Nursing graduate is driven to share her story and raise awareness about Post Traumatic Stress Disorder
When Andy Nourse met someone new, he asked “What’s your story?” as a way to learn more about his new acquaintance. Little did his wife, Jacquie Nourse ’16, know that her story would take her down a path paved with the grief and anger of suicide, and ultimately, strengthen her resolve to help others.
The story of Jacquie and Andy
Jacquie and Andy met in the Army while stationed in Germany. Both Wisconsin natives, they immediately bonded over the Badgers and Packers, were married overseas and returned to Wisconsin where they happily started a family, adding daughter Caitlin and son Carter. But the return home was painful, as well. While Jacquie pursued her passion by enrolling in a nursing program at nearby Northcentral Technical College, Andy was often gripped by depression and had trouble keeping a job.
Andy’s struggle with depression worsened. “Each June he would go into a funk where he wasn’t happy with our marriage, with life; he would spend money frivolously and blame it on his time in the military,” Jacquie said. She knew it stemmed from some tough deployments (Gulf War, Bosnia and Somalia) but Andy chose not to share his memories from those experiences.
In spring of 2014, Andy moved out of their home, and two weeks later, asked for a divorce. Jacquie was still hopeful, despite juggling her work as a nurse, managing divorce court requirements and time between her husband and children. In July, she and Caitlin returned from a trip to Summerfest and met up with Andy and Carter. “He came over to see the kids, and I could tell he was ‘off’. When he left that night, he hugged those kids like I had never seen him do before.”
Merely a day later, she received the call that no wife wants to receive — Andy had taken his
After the blur of a funeral and with “incredible” support of her family and friends, Jacquie was able to secure appropriate veterans’ survivor benefits and take some time off work immediately following Andy’s death. When she was ready, and with the support of her children, she enrolled in the Bachelor of Science in Nursing (BSN) program through UW-Green Bay.
It was a good fit. The UW-Green Bay program offers both face-to-face and online classes and places a strong emphasis on community health nursing, explains Rebecca Hovarter, UW-Green Bay lecturer. “Community health nurses need to function with a higher level of critical thinking,” says Hovarter. “We encourage students in the program to look at all aspects of each patient, and their mental health is always a critical part of that.”

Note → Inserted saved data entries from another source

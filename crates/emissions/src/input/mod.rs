//! Dataset loading.

mod loader;
mod source;

pub use loader::{Loader, LoaderConfig};
pub use source::DatasetMetadata;
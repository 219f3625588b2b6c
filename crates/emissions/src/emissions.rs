//! Main entry point: load a dataset and open a reporting session.

use std::path::Path;

use log::debug;

use crate::dataset::EmissionDataset;
use crate::error::Result;
use crate::input::{DatasetMetadata, Loader, LoaderConfig};
use crate::query::{
    Catalog, DatasetAccessor, Dimension, QueryConfig, ReportTable, YearRange, run_report,
};
use crate::selection::Selection;

/// Year range a new session starts with, clipped to the dataset.
pub const DEFAULT_YEARS: (i32, i32) = (2000, 2005);

/// Configuration for loading and querying.
#[derive(Debug, Clone)]
pub struct EmissionsConfig {
    /// Loader configuration.
    pub loader: LoaderConfig,
    /// Extraction and formatting configuration.
    pub query: QueryConfig,
    /// Preferred initial year range (None = whole dataset).
    pub default_years: Option<YearRange>,
}

impl Default for EmissionsConfig {
    fn default() -> Self {
        Self {
            loader: LoaderConfig::default(),
            query: QueryConfig::default(),
            default_years: YearRange::new(DEFAULT_YEARS.0, DEFAULT_YEARS.1).ok(),
        }
    }
}

/// Loads datasets and opens sessions over them.
pub struct Emissions {
    config: EmissionsConfig,
    loader: Loader,
}

impl Emissions {
    /// Create an instance with default configuration.
    pub fn new() -> Self {
        Self::with_config(EmissionsConfig::default())
    }

    /// Create an instance with custom configuration.
    pub fn with_config(config: EmissionsConfig) -> Self {
        let loader = Loader::with_config(config.loader.clone());
        Self { config, loader }
    }

    /// Set the query configuration.
    pub fn with_query(mut self, query: QueryConfig) -> Self {
        self.config.query = query;
        self
    }

    /// Set the preferred initial year range.
    pub fn with_default_years(mut self, years: Option<YearRange>) -> Self {
        self.config.default_years = years;
        self
    }

    pub fn config(&self) -> &EmissionsConfig {
        &self.config
    }

    /// Load an XML file and open a session on it.
    pub fn open(&self, path: impl AsRef<Path>) -> Result<Session> {
        let (dataset, metadata) = self.loader.load_file(path)?;
        self.session(dataset, Some(metadata))
    }

    /// Parse XML text and open a session on it.
    pub fn open_str(&self, xml: &str) -> Result<Session> {
        let dataset = self.loader.load_str(xml)?;
        self.session(dataset, None)
    }

    /// Open a session on an already-loaded dataset.
    pub fn session(&self, dataset: EmissionDataset, metadata: Option<DatasetMetadata>) -> Result<Session> {
        Session::new(dataset, metadata, &self.config)
    }
}

impl Default for Emissions {
    fn default() -> Self {
        Self::new()
    }
}

/// A loaded dataset with its menus and year bounds computed once.
#[derive(Debug, Clone)]
pub struct Session {
    dataset: EmissionDataset,
    metadata: Option<DatasetMetadata>,
    catalog: Catalog,
    year_range: YearRange,
    query: QueryConfig,
    default_years: Option<YearRange>,
}

impl Session {
    fn new(dataset: EmissionDataset, metadata: Option<DatasetMetadata>, config: &EmissionsConfig) -> Result<Self> {
        let year_range = DatasetAccessor::new(&dataset).year_range(config.query.unparsable_years)?;
        let catalog = Catalog::build(&dataset);

        debug!(
            "session opened: {} regions, {} distinct sources, years {}",
            catalog.regions().len(),
            catalog.sources().len(),
            year_range
        );

        Ok(Self {
            dataset,
            metadata,
            catalog,
            year_range,
            query: config.query.clone(),
            default_years: config.default_years,
        })
    }

    pub fn dataset(&self) -> &EmissionDataset {
        &self.dataset
    }

    /// Metadata of the source file, when loaded from disk.
    pub fn metadata(&self) -> Option<&DatasetMetadata> {
        self.metadata.as_ref()
    }

    pub fn accessor(&self) -> DatasetAccessor<'_> {
        DatasetAccessor::new(&self.dataset)
    }

    pub fn catalog(&self) -> &Catalog {
        &self.catalog
    }

    /// Minimum and maximum year in the dataset.
    pub fn year_range(&self) -> YearRange {
        self.year_range
    }

    pub fn query_config(&self) -> &QueryConfig {
        &self.query
    }

    /// Selection a new interactive session starts with.
    pub fn initial_selection(&self) -> Selection {
        Selection::seeded(self.default_years, self.year_range)
    }

    /// Report on one dimension over `years`.
    pub fn report(&self, dimension: &Dimension, years: YearRange) -> Result<ReportTable> {
        years.check_within(&self.year_range)?;
        run_report(&self.dataset, dimension, years, &self.query)
    }

    /// Sources of the region with catalog ordinal `region`.
    pub fn report_by_region(&self, region: usize, years: YearRange) -> Result<ReportTable> {
        self.catalog.region(region)?;
        self.report(&Dimension::region(region), years)
    }

    /// Regions reporting the source with catalog ordinal `source`.
    pub fn report_by_source(&self, source: usize, years: YearRange) -> Result<ReportTable> {
        let description = self.catalog.source(source)?.name.clone();
        self.report(&Dimension::source(description), years)
    }

    /// Region report for the current selection.
    pub fn region_report(&self, selection: &Selection) -> Result<ReportTable> {
        self.report(&selection.region_dimension()?, selection.years())
    }

    /// Source report for the current selection.
    pub fn source_report(&self, selection: &Selection) -> Result<ReportTable> {
        self.report(&selection.source_dimension(&self.catalog)?, selection.years())
    }
}

#[cfg(test)]
mod tests {
    use super::*;
    use crate::error::EmissionsError;

    const XML: &str = r#"<ghg>
        <region name="Ontario">
            <source description="Energy">
                <emissions year="1990">1</emissions>
                <emissions year="2003">2.5</emissions>
            </source>
        </region>
        <region name="Quebec">
            <source description="Waste">
                <emissions year="2010">3</emissions>
            </source>
        </region>
    </ghg>"#;

    #[test]
    fn test_session_bounds_and_default_selection() {
        let session = Emissions::new().open_str(XML).unwrap();
        assert_eq!(session.year_range(), YearRange::new(1990, 2010).unwrap());
        assert_eq!(session.initial_selection().years(), YearRange::new(2000, 2005).unwrap());
    }

    #[test]
    fn test_report_by_source() {
        let session = Emissions::new().open_str(XML).unwrap();
        let table = session
            .report_by_source(2, YearRange::new(2009, 2010).unwrap())
            .unwrap();
        assert_eq!(table.subject, "Waste");
        assert_eq!(table.rows["Quebec"].get("2010"), Some("3.000"));
        assert_eq!(table.rows["Ontario"].get("2010"), Some("-"));
    }

    #[test]
    fn test_report_rejects_out_of_range_years() {
        let session = Emissions::new().open_str(XML).unwrap();
        let err = session
            .report_by_region(1, YearRange::new(1980, 2000).unwrap())
            .unwrap_err();
        assert!(matches!(err, EmissionsError::YearOutOfRange { year: 1980, .. }));
    }

    #[test]
    fn test_selection_reports() {
        let session = Emissions::new().with_default_years(None).open_str(XML).unwrap();
        let mut selection = session.initial_selection();
        selection.select_region(1, session.catalog()).unwrap();
        let table = session.region_report(&selection).unwrap();
        assert_eq!(table.years().len(), 21);
        assert_eq!(table.rows["Energy"].get("2003"), Some("2.500"));
    }

    #[test]
    fn test_dataset_without_years() {
        let err = Emissions::new().open_str("<ghg/>").unwrap_err();
        assert!(matches!(err, EmissionsError::EmptyData(_)));
    }
}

The program was ideal for Jacquie. She was able to reflect on and study her own personal story, and with the benefit of hindsight, her husband’s struggle with Post Traumatic Stress Disorder (PTSD). She realized that there is not enough awareness and programming, particularly for military veterans who are struggling with PTSD. According to the National Center for PTSD, about eight out of every 100 people will experience PTSD in their lifetime.
“I knew that Andy struggled with depression,” said Jacquie, “but he was also someone who was very stubborn when it came to getting help or taking medication. He thought he just ‘needed to get through this’ to feel better.” As she went through his belongings, she found a prescription with only a few pills missing, and realized that Andy had not been fully committed to fighting the symptoms of PTSD.
Jacquie’s pursuit of her degree became a positive outlet for her grief, and the nursing program allowed for flexibility in her assignments and project work. Jacquie was encouraged to use her assignments to tell her story and help her through her journey. It created the perfect space for Jacquie.“I did more healing the last semester of school than the previous two years,” she said.
“I dove into the root causes (of suicide, depression) and what I could do to move on and help others, despite what I had gone through.”
Sharing her story
Jacquie is now able to share her story and encourage other military veterans to look for, and act on, the signs and struggles that come with PTSD. Jacquie graduated in December of 2016. She now works at Aspirus Hospital in Wausau on the MAP (Medical Adolescents and Pediatrics) unit. Creating awareness about PTSD and suicide prevention continues to be her passion. She is involved with the Tragedy Assistance Program for Survivors (TAPS) organization and will begin as a volunteer for the Crisis Text Line — a growing text support system for anyone in crisis. With family her main focus, she continues to demonstrate to her children that awareness is critical, talking about suicide is okay, and that nurses need to have a knowledgeable and complete understanding of the person — not just the medical diagnosis.
By speaking boldly and courageously about the circumstances regarding her husband’s death, Jacquie is raising awareness for those suffering from PTSD. Her hope is to spread the word so fewer families lose loved ones.